Jsonpath parser plugin for Embulk
The JSON with JSONPath parser plugin for the Embulk.
Overview
- Plugin type: parser
- Guess supported: yes (A JSON data size supports up to 32KB. #476)
Configuration
- type: Specify this parser as jsonpath
- columns: Specify column name and type. See below (array, required)
- root: Specify data path with JSONPath.

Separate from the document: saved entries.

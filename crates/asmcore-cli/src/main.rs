use anyhow::Result;
use clap::{Parser, Subcommand, ValueEnum};
use serde::Serialize;
use tracing::info;
use tracing_subscriber::EnvFilter;

use std::fmt::Write as _;
use std::path::{Path, PathBuf};

use asmcore::{AsmConfig, AsmError, DisMemory, Disassembler, FpuType, Insn, Ns32k};

mod model;
mod source;
use model::load_raw_bin;

#[derive(Parser, Debug)]
#[command(author, version, about = "NS32000 assembler and disassembler", long_about = None)]
struct Cli {
    /// Enable the NS32081 floating point instructions
    #[arg(long, global = true)]
    fpu: bool,
    #[command(subcommand)]
    cmd: Command,
}

#[derive(Subcommand, Debug)]
enum Command {
    /// Assemble a source file into a raw binary
    Asm {
        /// Input assembly file (one instruction or directive per line)
        #[arg(value_name = "SRCFILE")]
        input: PathBuf,
        /// Output binary file
        #[arg(short, long, value_name = "FILE")]
        output: Option<PathBuf>,
        /// Initial location counter (hex or dec)
        #[arg(long, default_value = "0")]
        base: String,
        /// Listing format
        #[arg(long, value_enum, default_value_t = OutputFormat::Text)]
        format: OutputFormat,
    },
    /// Disassemble a range [start, end) of a raw binary
    Dis {
        /// Input binary path
        #[arg(value_name = "BINFILE")]
        input: PathBuf,
        /// Load address for the binary (hex or dec)
        #[arg(long, default_value = "0")]
        base: String,
        /// Skip N bytes at start of file before loading
        #[arg(long, default_value_t = 0usize)]
        skip: usize,
        /// Limit bytes loaded (default: to EOF after --skip)
        #[arg(long)]
        len: Option<usize>,
        /// Start address (default: load address)
        #[arg(long)]
        start: Option<String>,
        /// End address, exclusive (default: end of image)
        #[arg(long)]
        end: Option<String>,
        /// Show instruction bytes
        #[arg(long)]
        show_bytes: bool,
        /// Lower-case mnemonics and registers
        #[arg(long)]
        lowercase: bool,
        /// Render branch targets relative to the instruction
        #[arg(long)]
        relative: bool,
        #[arg(long, value_enum, default_value_t = OutputFormat::Text)]
        format: OutputFormat,
    },
}

#[derive(Debug, Clone, Copy, ValueEnum)]
enum OutputFormat {
    Text,
    Json,
}

#[derive(Debug, Clone, Serialize)]
struct DisLine {
    address: u32,
    bytes: Vec<u8>,
    text: String,
    error: Option<AsmError>,
}

fn parse_u32(s: &str) -> Result<u32> {
    let s = s.trim();
    if let Some(hex) = s.strip_prefix("0x").or_else(|| s.strip_prefix("0X")) {
        Ok(u32::from_str_radix(hex, 16)?)
    } else {
        Ok(s.parse::<u32>()?)
    }
}

fn hex_bytes(bytes: &[u8]) -> String {
    let mut s = String::new();
    for b in bytes {
        let _ = write!(s, "{b:02x} ");
    }
    s
}

fn run_asm(input: &Path, output: Option<&Path>, base: u32, format: OutputFormat, config: &AsmConfig) -> Result<()> {
    let text = std::fs::read_to_string(input)?;
    let prog = source::assemble(&Ns32k, &text, base, config);
    info!(lines = prog.lines.len(), passes = prog.passes, "assembled");

    match format {
        OutputFormat::Json => println!("{}", serde_json::to_string_pretty(&prog)?),
        OutputFormat::Text => {
            for l in &prog.lines {
                println!("{:#010x}: {:<24} {}", l.address, hex_bytes(&l.bytes), l.source);
            }
        }
    }
    for l in &prog.lines {
        if let Some(err) = l.error {
            let what = if l.warning { "warning" } else { "error" };
            eprintln!("{}:{}:{}: {what}: {}", input.display(), l.line, err.at + 1, err.kind);
        }
    }
    let failed = prog.errors().count();
    anyhow::ensure!(failed == 0, "{failed} error(s)");

    if let Some(path) = output {
        let (lo, bytes) = prog.image();
        info!(start = lo, len = bytes.len(), path = %path.display(), "writing image");
        std::fs::write(path, bytes)?;
    }
    Ok(())
}

fn disassemble<M: DisMemory>(mem: &mut M, config: &AsmConfig) -> Vec<DisLine> {
    let mut lines = Vec::new();
    let mut insn = Insn::new(mem.address());
    let mut text = String::new();
    while mem.has_next() {
        let error = Ns32k.decode(mem, &mut insn, &mut text, config).err();
        lines.push(DisLine {
            address: insn.address(),
            bytes: insn.bytes().to_vec(),
            text: text.clone(),
            error,
        });
        if insn.is_empty() {
            break;
        }
    }
    lines
}

fn main() -> Result<()> {
    tracing_subscriber::fmt()
        .with_env_filter(EnvFilter::from_default_env())
        .with_writer(std::io::stderr)
        .init();

    let cli = Cli::parse();
    let mut config = AsmConfig::default();
    if cli.fpu {
        config.fpu = FpuType::Ns32081;
    }

    match cli.cmd {
        Command::Asm { input, output, base, format } => {
            run_asm(&input, output.as_deref(), parse_u32(&base)?, format, &config)?;
        }
        Command::Dis { input, base, skip, len, start, end, show_bytes, lowercase, relative, format } => {
            let img = load_raw_bin(&input, parse_u32(&base)?, skip, len)?;
            let start = start.as_deref().map(parse_u32).transpose()?.unwrap_or(img.base);
            let end = end.as_deref().map(parse_u32).transpose()?.unwrap_or(img.end());
            anyhow::ensure!(end >= start, "end must be >= start");
            anyhow::ensure!(img.contains(start) || start == end, "start {start:#x} is outside the image");
            config.uppercase = !lowercase;
            config.relative_targets = relative;

            let lines = disassemble(&mut img.memory(start, end), &config);
            match format {
                OutputFormat::Json => println!("{}", serde_json::to_string_pretty(&lines)?),
                OutputFormat::Text => {
                    let mut buf = String::new();
                    for l in &lines {
                        let _ = write!(buf, "{:#010x}: ", l.address);
                        if show_bytes {
                            let _ = write!(buf, "{:<24}", hex_bytes(&l.bytes));
                        }
                        match l.error {
                            Some(err) if !err.kind.is_warning() => {
                                let _ = writeln!(buf, "{}  ; {}", l.text, err);
                            }
                            _ => {
                                let _ = writeln!(buf, "{}", l.text);
                            }
                        }
                    }
                    print!("{buf}");
                }
            }
        }
    }
    Ok(())
}

#[cfg(test)]
mod tests {
    use super::*;
    use asmcore::{ArrayMemory, ErrorKind};
    use pretty_assertions::assert_eq;

    #[test]
    fn parses_hex_and_decimal() {
        assert_eq!(parse_u32("0x1000").unwrap(), 0x1000);
        assert_eq!(parse_u32(" 42 ").unwrap(), 42);
        assert!(parse_u32("0xZZ").is_err());
    }

    #[test]
    fn linear_sweep_stops_at_truncation() {
        let mut mem = ArrayMemory::new(0x100, vec![0xA2, 0x12, 0x08, 0xA2]);
        let lines = disassemble(&mut mem, &AsmConfig::default());
        let texts: Vec<_> = lines.iter().map(|l| l.text.as_str()).collect();
        assert_eq!(texts, vec!["NOP", "RET 8", "NOP"]);
        assert_eq!(lines[1].address, 0x101);

        let mut mem = ArrayMemory::new(0, vec![0x12]);
        let lines = disassemble(&mut mem, &AsmConfig::default());
        assert_eq!(lines.len(), 1);
        assert_eq!(lines[0].error.map(|e| e.kind), Some(ErrorKind::NoMemory));
    }
}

It must be Array object (string, default:'$') (detail)
- stop_on_invalid_record: Stop bulk load transaction if a file includes invalid record (such as invalid timestamp) (boolean, default: false)
- default_timezone: Default timezone of the timestamp (string, default: UTC)
-
default_timestamp_format: Default timestamp format of the timestamp (string, default:
%Y-%m-%d %H:%M:%S.%N %z
) - default_typecast: Specify whether to cast values automatically to the specified types or not (boolean, default: true)
columns
- name: Name of the column (string, required)
- type: Type of the column (string, required)
- timezone: Timezone of the timestamp if type is timestamp (string, default: default_timestamp)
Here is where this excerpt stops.